A partir desse estudo, nosso primeiro teste impresso buscou misturar, como apresentam as figuras 8 e 9, impressões de órteses 3D e plantas, mostrando a possibilidade de utilizar os objetos vestíveis como suportes para a germinação e proliferação orgânica.


Então, pensou-se na possibilidade de gerar formas sempre em mutação aproximando o contexto da vida artificial da vida natural. Sempre com a intenção de objetos generativos como suporte para a germinação e proliferação de vidas no ambiente natural.
Morfogênese do projeto Jardineiros: artificial_natural
A primitiva geométrica cubo é a morfogênese do projeto, que ao ser subdividida por parâmetros aleatórios, gera um padrão complexo, ao se repetir dentro da forma. A repetição do padrão faz surgir uma forma conhecida como fractalTeoria desenvolvida por Benoit Mandelbrot.. A modelagem da forma final é dada a partir da lógica de autossemelhança. Para Mandelbrot (2016), os fractais são representações gráficas do caos e a lógica de autossemelhança remete às formas da natureza. A pesquisa considera que a origem de sua forma, é o seu DNA, que surge de algoritmos estruturados a partir do conceito de arte e vida artificial, significando que não ocorrerão jamais duas impressões iguais. Outra caraterística, que segundo Varela e Maturana, define o ser vivo é a sua capacidade de se auto-organizar.

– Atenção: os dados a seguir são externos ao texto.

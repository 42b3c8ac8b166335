//! Procedural platform generation
//!
//! Platforms form one strictly increasing chain along x. The field always starts with a
//! single `Start` platform and grows in batches as the player advances; every batch
//! nudges the difficulty up, widening the gaps.

use glam::Vec2;
use rand::Rng;
use rand_pcg::Pcg32;
use serde::{Deserialize, Serialize};

use crate::tuning::{PlatformTuning, WorldTuning, pick_band};

/// Platform category (drives colour in the renderer)
#[derive(Debug, Clone, Copy, PartialEq, Eq, Serialize, Deserialize)]
pub enum PlatformKind {
    Start,
    Normal,
    Special,
    Bonus,
}

/// A single platform segment
#[derive(Debug, Clone, PartialEq, Serialize, Deserialize)]
pub struct Platform {
    /// Top-left corner
    pub pos: Vec2,
    pub width: f32,
    pub height: f32,
    pub kind: PlatformKind,
}

impl Platform {
    pub fn new(x: f32, y: f32, width: f32, height: f32, kind: PlatformKind) -> Self {
        Self {
            pos: Vec2::new(x, y),
            width,
            height,
            kind,
        }
    }

    #[inline]
    pub fn left(&self) -> f32 {
        self.pos.x
    }

    #[inline]
    pub fn right(&self) -> f32 {
        self.pos.x + self.width
    }

    #[inline]
    pub fn top(&self) -> f32 {
        self.pos.y
    }

    pub fn center_x(&self) -> f32 {
        self.pos.x + self.width / 2.0
    }

    /// Open-interval horizontal overlap with the span [left, right]
    pub fn overlaps_x(&self, left: f32, right: f32) -> bool {
        right > self.left() && left < self.right()
    }
}

/// The ever-extending platform chain plus generation state
#[derive(Debug, Clone)]
pub struct PlatformField {
    platforms: Vec<Platform>,
    /// Index of the platform the player last landed on (scoring baseline)
    last_landed: usize,
    /// Difficulty level, starts at 1 and grows per batch
    difficulty: f32,
    ground_y: f32,
    platform_height: f32,
}

impl PlatformField {
    /// Fresh field holding only the start platform
    pub fn new(world: &WorldTuning, tuning: &PlatformTuning) -> Self {
        let mut field = Self {
            platforms: Vec::new(),
            last_landed: 0,
            difficulty: 1.0,
            ground_y: world.ground_y(),
            platform_height: world.platform_height,
        };
        field.reset(tuning);
        field
    }

    /// Build a field from an explicit layout (scripted courses and tests)
    pub fn from_platforms(world: &WorldTuning, platforms: Vec<Platform>) -> Self {
        assert!(!platforms.is_empty(), "platform field needs at least one platform");
        Self {
            platforms,
            last_landed: 0,
            difficulty: 1.0,
            ground_y: world.ground_y(),
            platform_height: world.platform_height,
        }
    }

    /// Back to the single start platform at difficulty 1
    pub fn reset(&mut self, tuning: &PlatformTuning) {
        self.platforms.clear();
        self.platforms.push(Platform::new(
            tuning.start_x,
            self.ground_y,
            tuning.start_width,
            self.platform_height,
            PlatformKind::Start,
        ));
        self.last_landed = 0;
        self.difficulty = 1.0;
    }

    pub fn platforms(&self) -> &[Platform] {
        &self.platforms
    }

    pub fn len(&self) -> usize {
        self.platforms.len()
    }

    pub fn is_empty(&self) -> bool {
        self.platforms.is_empty()
    }

    pub fn last_landed(&self) -> usize {
        self.last_landed
    }

    pub fn difficulty(&self) -> f32 {
        self.difficulty
    }

    pub fn ground_y(&self) -> f32 {
        self.ground_y
    }

    /// Multiplier applied to every gap drawn at the current difficulty
    pub fn gap_scale(&self, tuning: &PlatformTuning) -> f32 {
        1.0 + (self.difficulty - 1.0) * tuning.gap_factor
    }

    /// Right edge of the furthest platform
    pub fn reach(&self) -> f32 {
        self.platforms.last().map(Platform::right).unwrap_or(f32::NEG_INFINITY)
    }

    /// Make sure the chain extends at least `lookahead` past `player_x`
    ///
    /// Returns the number of platforms appended (0 when the reach already suffices).
    pub fn ensure_ahead(&mut self, player_x: f32, rng: &mut Pcg32, tuning: &PlatformTuning) -> usize {
        let before = self.platforms.len();
        let wanted = player_x + tuning.lookahead;
        while self.reach() < wanted {
            log::debug!(
                "Player at {:.0}, chain ends at {:.0}: extending",
                player_x,
                self.reach()
            );
            self.generate_batch(rng, tuning);
        }
        self.platforms.len() - before
    }

    /// Append one batch of platforms after the current last one
    pub fn generate_batch(&mut self, rng: &mut Pcg32, tuning: &PlatformTuning) {
        let gap_scale = self.gap_scale(tuning);
        let mut next_x = self.reach();

        for _ in 0..tuning.batch_size {
            let gap = pick_band(&tuning.gap_bands, rng.random::<f32>())
                .map(|b| b.min + rng.random::<f32>() * (b.max - b.min))
                .unwrap_or(0.0);
            next_x += gap * gap_scale;

            let width = pick_band(&tuning.width_bands, rng.random::<f32>())
                .map(|b| b.min + rng.random::<f32>() * (b.max - b.min))
                .unwrap_or(tuning.start_width);

            let roll = rng.random::<f32>();
            let kind = if roll < tuning.bonus_chance {
                PlatformKind::Bonus
            } else if roll < tuning.bonus_chance + tuning.special_chance {
                PlatformKind::Special
            } else {
                PlatformKind::Normal
            };

            self.platforms.push(Platform::new(
                next_x,
                self.ground_y,
                width,
                self.platform_height,
                kind,
            ));
            next_x += width;
        }

        self.difficulty += tuning.difficulty_step;
        log::info!(
            "Generated {} platforms ({} total), difficulty {:.1}",
            tuning.batch_size,
            self.platforms.len(),
            self.difficulty
        );
    }

    /// Record a landing on `index`; returns how many platforms were advanced
    ///
    /// Re-landing on the current platform (or an earlier one) advances nothing.
    pub(crate) fn mark_landed(&mut self, index: usize) -> usize {
        if index > self.last_landed {
            let skipped = index - self.last_landed;
            self.last_landed = index;
            skipped
        } else {
            0
        }
    }
}

#[cfg(test)]
mod tests {
    use super::*;
    use rand::SeedableRng;

    fn field() -> (PlatformField, PlatformTuning) {
        let tuning = PlatformTuning::default();
        (PlatformField::new(&WorldTuning::default(), &tuning), tuning)
    }

    #[test]
    fn test_new_field_is_single_start_platform() {
        let (field, _) = field();
        assert_eq!(field.len(), 1);
        assert_eq!(field.platforms()[0].kind, PlatformKind::Start);
        assert_eq!(field.difficulty(), 1.0);
        assert_eq!(field.last_landed(), 0);
    }

    #[test]
    fn test_batch_appends_twelve_and_raises_difficulty() {
        let (mut field, tuning) = field();
        let mut rng = Pcg32::seed_from_u64(7);
        field.generate_batch(&mut rng, &tuning);
        assert_eq!(field.len(), 13);
        assert!((field.difficulty() - 1.1).abs() < 1e-6);
        assert!(
            field.platforms()[1..]
                .iter()
                .all(|p| p.kind != PlatformKind::Start)
        );
    }

    #[test]
    fn test_ensure_ahead_is_idempotent() {
        let (mut field, tuning) = field();
        let mut rng = Pcg32::seed_from_u64(3);
        let added = field.ensure_ahead(50.0, &mut rng, &tuning);
        assert!(added > 0);
        assert!(field.reach() >= 50.0 + tuning.lookahead);
        assert_eq!(field.ensure_ahead(50.0, &mut rng, &tuning), 0);
    }

    #[test]
    fn test_ensure_ahead_covers_long_teleport() {
        let (mut field, tuning) = field();
        let mut rng = Pcg32::seed_from_u64(11);
        field.ensure_ahead(10_000.0, &mut rng, &tuning);
        assert!(field.reach() >= 10_000.0 + tuning.lookahead);
    }

    #[test]
    fn test_reset_restores_start_state() {
        let (mut field, tuning) = field();
        let mut rng = Pcg32::seed_from_u64(5);
        field.ensure_ahead(2_000.0, &mut rng, &tuning);
        field.mark_landed(4);
        field.reset(&tuning);
        assert_eq!(field.len(), 1);
        assert_eq!(field.difficulty(), 1.0);
        assert_eq!(field.last_landed(), 0);
    }

    #[test]
    fn test_mark_landed_only_advances_forward() {
        let (mut field, tuning) = field();
        let mut rng = Pcg32::seed_from_u64(1);
        field.generate_batch(&mut rng, &tuning);
        assert_eq!(field.mark_landed(3), 3);
        assert_eq!(field.mark_landed(3), 0);
        assert_eq!(field.mark_landed(1), 0);
        assert_eq!(field.last_landed(), 3);
    }

    mod proptests {
        use super::*;
        use proptest::prelude::*;

        proptest! {
            #[test]
            fn platforms_never_overlap_and_gaps_stay_in_band(
                seed in 0u64..500,
                batches in 1usize..6
            ) {
                let (mut field, tuning) = field();
                let mut rng = Pcg32::seed_from_u64(seed);
                let min_gap = tuning.gap_bands.iter().map(|b| b.min).fold(f32::MAX, f32::min);
                let max_gap = tuning.gap_bands.iter().map(|b| b.max).fold(0.0, f32::max);

                for _ in 0..batches {
                    let scale = field.gap_scale(&tuning);
                    let start = field.len();
                    field.generate_batch(&mut rng, &tuning);
                    for i in start..field.len() {
                        let prev = &field.platforms()[i - 1];
                        let cur = &field.platforms()[i];
                        let gap = cur.left() - prev.right();
                        prop_assert!(cur.left() >= prev.right());
                        prop_assert!(gap >= min_gap * scale - 1e-3, "gap {} below band", gap);
                        prop_assert!(gap <= max_gap * scale + 1e-3, "gap {} above band", gap);
                    }
                }
            }

            #[test]
            fn widths_stay_in_band(seed in 0u64..500) {
                let (mut field, tuning) = field();
                let mut rng = Pcg32::seed_from_u64(seed);
                field.generate_batch(&mut rng, &tuning);
                for p in &field.platforms()[1..] {
                    prop_assert!(p.width >= 35.0 && p.width <= 110.0);
                    prop_assert_eq!(p.top(), field.ground_y());
                }
            }
        }
    }
}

85Depois da forma gerada artificialmente, a vida artificial estabelece contato com o ambiente natural recebendo sinais que vão provocar a sua mutação e nova adaptação da sua morfogênese.

Isso quer dizer que a geração da forma recebe sinais oriundos de plantas que estão conectas ao software, através de sensores. Os parâmetros iniciais da geração da forma inicial, que são seus genes, são guardados numa matriz de variáveis, constituindo uma codificação genética. O fenótipo é a característica e a expressão da forma. Ao receber as informações do ambiente, ela cria outra matriz de variável sintetizada como nova codificação genética. Em seguida ocorre o crossing over, que significa que se dá a troca de informações de reprodução no mesmo sistema a partir de códigos genéticos diferentes. Ou seja, a forma original cruza informações oriundas dos sinais para que ocorra a mutação. Ele passa a ser um organismo geneticamente modificado. Em resposta, o sistema retorna para o organismo planta, sinais em forma sonora, que podem deixar os organismos em harmonia.
Consideramos que é esta uma das funções da arte hoje, ser mais politizada e se manifestar contra os abusos do poder e do autoritarismo econômico devastador planetário.
Considerações Finais
Busca-se nessa pesquisa oferecer a oportunidade de experenciar uma nova perspectiva artística, mediada na natureza, na qual a investigação poética expande nossa percepção do fenômeno tecnológico. Em outras palavras, devido estar justaposta com a natureza e a cultura, aqui vista como a tecnologia, a arte pode colaborar para rever nossas próprias relações com ambas, e nos levar a questionar nossos hábitos e valores na prospecção de um sentido exo-evolucionário.
Referências
CARRO, L.; WAGNER, F. R. Desafios para a computação pervasiva no futuro cenário tecnológico. Disponível em: http://www.ic.unicamp.br/~cmbm/desafios_SBC/Carro_Wagner.pdf. Acesso em: 25 mai. 2016.
KAC, Eduardo. Time Capsule. Disponível em: http://www.ekac.org/transgenicindex.html. Acesso em: 3 mar. 2009.
MANDELBROT, Benoit B. The fractal geometry of nature. New York: Freeman and Company, 1977. Disponível em: http://ordinatous.com/pdf/The_Fractal_Geometry_of_Nature.pdf. Acesso em: 15 jun. 2016.
VENTURELLI, Suzete. Arte: espaço_tempo_imagem. Brasília: Edunb, 2004.